//! Startup readiness gate.
//!
//! # States
//! - Waiting: probing the database, not yet ready
//! - Ready: a probe succeeded; the gate has returned
//!
//! # State Transitions
//! ```text
//! Waiting → Waiting: retryable probe failure (pause for the interval first)
//! Waiting → Ready: probe success (terminal)
//! ```
//!
//! # Design Decisions
//! - Unbounded retries by default; an external supervisor owns the timeout
//! - Fixed inter-attempt delay, no exponential backoff
//! - Only the two known warm-up failure classes are masked; anything else
//!   propagates and aborts startup

use std::time::Duration;

use async_trait::async_trait;
use thiserror::Error;

use crate::config::schema::GateSettings;
use crate::probe::{ConnectionProbe, ProbeError};

/// Inter-attempt pause. Injectable so tests run without real time.
#[async_trait]
pub trait Delay {
    async fn pause(&self, interval: Duration);
}

/// Production delay: sleep on the tokio timer.
pub struct TokioDelay;

#[async_trait]
impl Delay for TokioDelay {
    async fn pause(&self, interval: Duration) {
        tokio::time::sleep(interval).await;
    }
}

/// Errors surfaced by [`ReadinessGate::wait`].
#[derive(Debug, Error)]
pub enum GateError {
    /// Bounded mode only: every allowed attempt failed transiently.
    #[error("database still unavailable after {attempts} attempts")]
    Exhausted { attempts: u32 },

    /// The probe failed in a way the gate does not mask.
    #[error(transparent)]
    Probe(ProbeError),
}

/// Blocks startup until the database accepts connections and serves queries.
pub struct ReadinessGate<P, D> {
    probe: P,
    delay: D,
    connection: String,
    interval: Duration,
    max_attempts: Option<u32>,
}

impl<P, D> ReadinessGate<P, D>
where
    P: ConnectionProbe,
    D: Delay,
{
    pub fn new(probe: P, delay: D, settings: &GateSettings) -> Self {
        Self {
            probe,
            delay,
            connection: settings.connection.clone(),
            interval: Duration::from_millis(settings.interval_ms),
            max_attempts: settings.max_attempts,
        }
    }

    /// Probe until the database is ready.
    ///
    /// Returns as soon as one probe succeeds. A retryable failure pauses for
    /// the configured interval and probes again; any other failure returns
    /// immediately. With `max_attempts` unset this never gives up on its own.
    pub async fn wait(&self) -> Result<(), GateError> {
        tracing::info!(connection = %self.connection, "Waiting for database");

        let mut attempts: u32 = 0;
        loop {
            attempts += 1;
            match self.probe.attempt(&self.connection).await {
                Ok(()) => {
                    tracing::info!(
                        connection = %self.connection,
                        attempts,
                        "Database available"
                    );
                    return Ok(());
                }
                Err(ProbeError::Retryable { cause, source }) => {
                    tracing::warn!(
                        connection = %self.connection,
                        attempt = attempts,
                        cause = %cause,
                        error = %source,
                        "Database unavailable, retrying after pause"
                    );
                    if let Some(max) = self.max_attempts {
                        if attempts >= max {
                            return Err(GateError::Exhausted { attempts });
                        }
                    }
                    self.delay.pause(self.interval).await;
                }
                Err(fatal) => return Err(GateError::Probe(fatal)),
            }
        }
    }
}
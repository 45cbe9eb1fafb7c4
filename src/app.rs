use axum::{
    Router,
    http::{HeaderValue, header},
    routing::get,
};
use std::path::Path;
use std::sync::Arc;
use std::time::Duration;
use tokio::net::TcpListener;
use tower_http::cors::CorsLayer;
use tower_http::services::ServeDir;
use tower_http::set_header::SetResponseHeaderLayer;

use crate::api;
use crate::config::Config;
use crate::error::{GalleryError, GalleryResult};
use crate::scripts;
use crate::store::RecordStore;

/// State shared by every handler
pub struct AppState {
    /// Flat-file store every CRUD handler reads and rewrites
    pub store: RecordStore,

    /// Outbound client used by the widget script relay
    pub http: reqwest::Client,

    /// Origin the widget scripts are fetched from, without a trailing slash
    pub desmos_base_url: String,
}

impl AppState {
    /// Build handler state from the server configuration
    ///
    /// # Arguments
    /// * `config` - Supplies the data file location and the script upstream
    ///
    /// # Returns
    /// * `GalleryResult<Self>` - The state, or a config error if the HTTP client cannot be built
    pub fn new(config: &Config) -> GalleryResult<Self> {
        let http = reqwest::Client::builder()
            .connect_timeout(Duration::from_secs(10))
            .build()
            .map_err(|e| GalleryError::Config(format!("failed to build HTTP client: {}", e)))?;

        Ok(AppState {
            store: RecordStore::new(config.data_file.clone()),
            http,
            desmos_base_url: config.desmos_base_url.clone(),
        })
    }
}

/// Build the gallery router: JSON API, script relay, then static files.
pub fn router(state: Arc<AppState>, static_dir: &Path) -> Router {
    Router::new()
        .route("/api/graphs", get(api::list_graphs).post(api::create_graph))
        .route(
            "/api/graphs/:id",
            get(api::get_graph)
                .put(api::update_graph)
                .delete(api::delete_graph),
        )
        .route("/api/tags", get(api::list_tags))
        .route(
            &format!("/api/{}/:script", scripts::DESMOS_API_VERSION),
            get(scripts::desmos_script),
        )
        .fallback_service(ServeDir::new(static_dir))
        .layer(CorsLayer::permissive())
        .layer(SetResponseHeaderLayer::overriding(
            header::X_CONTENT_TYPE_OPTIONS,
            HeaderValue::from_static("nosniff"),
        ))
        .layer(SetResponseHeaderLayer::overriding(
            header::X_FRAME_OPTIONS,
            HeaderValue::from_static("DENY"),
        ))
        .layer(SetResponseHeaderLayer::overriding(
            header::X_XSS_PROTECTION,
            HeaderValue::from_static("1; mode=block"),
        ))
        .layer(SetResponseHeaderLayer::overriding(
            header::REFERRER_POLICY,
            HeaderValue::from_static("strict-origin-when-cross-origin"),
        ))
        .with_state(state)
}

pub async fn run(config: Config) -> Result<(), Box<dyn std::error::Error>> {
    let addr = config.socket_addr().await?;
    let app_state = Arc::new(AppState::new(&config)?);
    let app = router(app_state, &config.static_dir);

    let listener = TcpListener::bind(addr).await?;
    log::info!("Graph gallery running at http://{}", addr);
    log::info!("Data storage: {}", config.data_file.display());
    axum::serve(listener, app).await?;

    Ok(())
}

• WHAT TO PRODUCE: This task calls for every entry above to be transcribed exactly.

• REPLY TO THE EXERCISE:
//! Startup readiness gate.
//!
//! # States
//! - Waiting: probing the database, not yet ready
//! - Ready: a probe succeeded; the gate has returned
//!
//! # State Transitions
//! ```text
//! Waiting → Waiting: retryable probe failure (pause for the interval first)
//! Waiting → Ready: probe success (terminal)
//! ```
//!
//! # Design Decisions
//! - Unbounded retries by default; an external supervisor owns the timeout
//! - Fixed inter-attempt delay, no exponential backoff
//! - Only the two known warm-up failure classes are masked; anything else
//!   propagates and aborts startup

use std::time::Duration;

use async_trait::async_trait;
use thiserror::Error;

use crate::config::schema::GateSettings;
use crate::probe::{ConnectionProbe, ProbeError};

/// Inter-attempt pause. Injectable so tests run without real time.
#[async_trait]
pub trait Delay {
    async fn pause(&self, interval: Duration);
}

/// Production delay: sleep on the tokio timer.
pub struct TokioDelay;

#[async_trait]
impl Delay for TokioDelay {
    async fn pause(&self, interval: Duration) {
        tokio::time::sleep(interval).await;
    }
}

/// Errors surfaced by [`ReadinessGate::wait`].
#[derive(Debug, Error)]
pub enum GateError {
    /// Bounded mode only: every allowed attempt failed transiently.
    #[error("database still unavailable after {attempts} attempts")]
    Exhausted { attempts: u32 },

    /// The probe failed in a way the gate does not mask.
    #[error(transparent)]
    Probe(ProbeError),
}

/// Blocks startup until the database accepts connections and serves queries.
pub struct ReadinessGate<P, D> {
    probe: P,
    delay: D,
    connection: String,
    interval: Duration,
    max_attempts: Option<u32>,
}

impl<P, D> ReadinessGate<P, D>
where
    P: ConnectionProbe,
    D: Delay,
{
    pub fn new(probe: P, delay: D, settings: &GateSettings) -> Self {
        Self {
            probe,
            delay,
            connection: settings.connection.clone(),
            interval: Duration::from_millis(settings.interval_ms),
            max_attempts: settings.max_attempts,
        }
    }

    /// Probe until the database is ready.
    ///
    /// Returns as soon as one probe succeeds. A retryable failure pauses for
    /// the configured interval and probes again; any other failure returns
    /// immediately. With `max_attempts` unset this never gives up on its own.
    pub async fn wait(&self) -> Result<(), GateError> {
        tracing::info!(connection = %self.connection, "Waiting for database");

        let mut attempts: u32 = 0;
        loop {
            attempts += 1;
            match self.probe.attempt(&self.connection).await {
                Ok(()) => {
                    tracing::info!(
                        connection = %self.connection,
                        attempts,
                        "Database available"
                    );
                    return Ok(());
                }
                Err(ProbeError::Retryable { cause, source }) => {
                    tracing::warn!(
                        connection = %self.connection,
                        attempt = attempts,
                        cause = %cause,
                        error = %source,
                        "Database unavailable, retrying after pause"
                    );
                    if let Some(max) = self.max_attempts {
                        if attempts >= max {
                            return Err(GateError::Exhausted { attempts });
                        }
                    }
                    self.delay.pause(self.interval).await;
                }
                Err(fatal) => return Err(GateError::Probe(fatal)),
            }
        }
    }
}
repository 45cbe9eb1fafb7c4
filename src/app.rs
use axum::{
    Router,
    http::{HeaderValue, header},
    routing::get,
};
use std::path::Path;
use std::sync::Arc;
use std::time::Duration;
use tokio::net::TcpListener;
use tower_http::cors::CorsLayer;
use tower_http::services::ServeDir;
use tower_http::set_header::SetResponseHeaderLayer;

use crate::api;
use crate::config::Config;
use crate::error::{GalleryError, GalleryResult};
use crate::scripts;
use crate::store::RecordStore;

/// State shared by every handler
pub struct AppState {
    /// Flat-file store every CRUD handler reads and rewrites
    pub store: RecordStore,

    /// Outbound client used by the widget script relay
    pub http: reqwest::Client,

    /// Origin the widget scripts are fetched from, without a trailing slash
    pub desmos_base_url: String,
}

impl AppState {
    /// Build handler state from the server configuration
    ///
    /// # Arguments
    /// * `config` - Supplies the data file location and the script upstream
    ///
    /// # Returns
    /// * `GalleryResult<Self>` - The state, or a config error if the HTTP client cannot be built
    pub fn new(config: &Config) -> GalleryResult<Self> {
        let http = reqwest::Client::builder()
            .connect_timeout(Duration::from_secs(10))
            .build()
            .map_err(|e| GalleryError::Config(format!("failed to build HTTP client: {}", e)))?;

        Ok(AppState {
            store: RecordStore::new(config.data_file.clone()),
            http,
            desmos_base_url: config.desmos_base_url.clone(),
        })
    }
}

/// Build the gallery router: JSON API, script relay, then static files.
pub fn router(state: Arc<AppState>, static_dir: &Path) -> Router {
    Router::new()
        .route("/api/graphs", get(api::list_graphs).post(api::create_graph))
        .route(
            "/api/graphs/:id",
            get(api::get_graph)
                .put(api::update_graph)
                .delete(api::delete_graph),
        )
        .route("/api/tags", get(api::list_tags))
        .route(
            &format!("/api/{}/:script", scripts::DESMOS_API_VERSION),
            get(scripts::desmos_script),
        )
        .fallback_service(ServeDir::new(static_dir))
        .layer(CorsLayer::permissive())
        .layer(SetResponseHeaderLayer::overriding(
            header::X_CONTENT_TYPE_OPTIONS,
            HeaderValue::from_static("nosniff"),
        ))
        .layer(SetResponseHeaderLayer::overriding(
            header::X_FRAME_OPTIONS,
            HeaderValue::from_static("DENY"),
        ))
        .layer(SetResponseHeaderLayer::overriding(
            header::X_XSS_PROTECTION,
            HeaderValue::from_static("1; mode=block"),
        ))
        .layer(SetResponseHeaderLayer::overriding(
            header::REFERRER_POLICY,
            HeaderValue::from_static("strict-origin-when-cross-origin"),
        ))
        .with_state(state)
}

pub async fn run(config: Config) -> Result<(), Box<dyn std::error::Error>> {
    let addr = config.socket_addr().await?;
    let app_state = Arc::new(AppState::new(&config)?);
    let app = router(app_state, &config.static_dir);

    let listener = TcpListener::bind(addr).await?;
    log::info!("Graph gallery running at http://{}", addr);
    log::info!("Data storage: {}", config.data_file.display());
    axum::serve(listener, app).await?;

    Ok(())
}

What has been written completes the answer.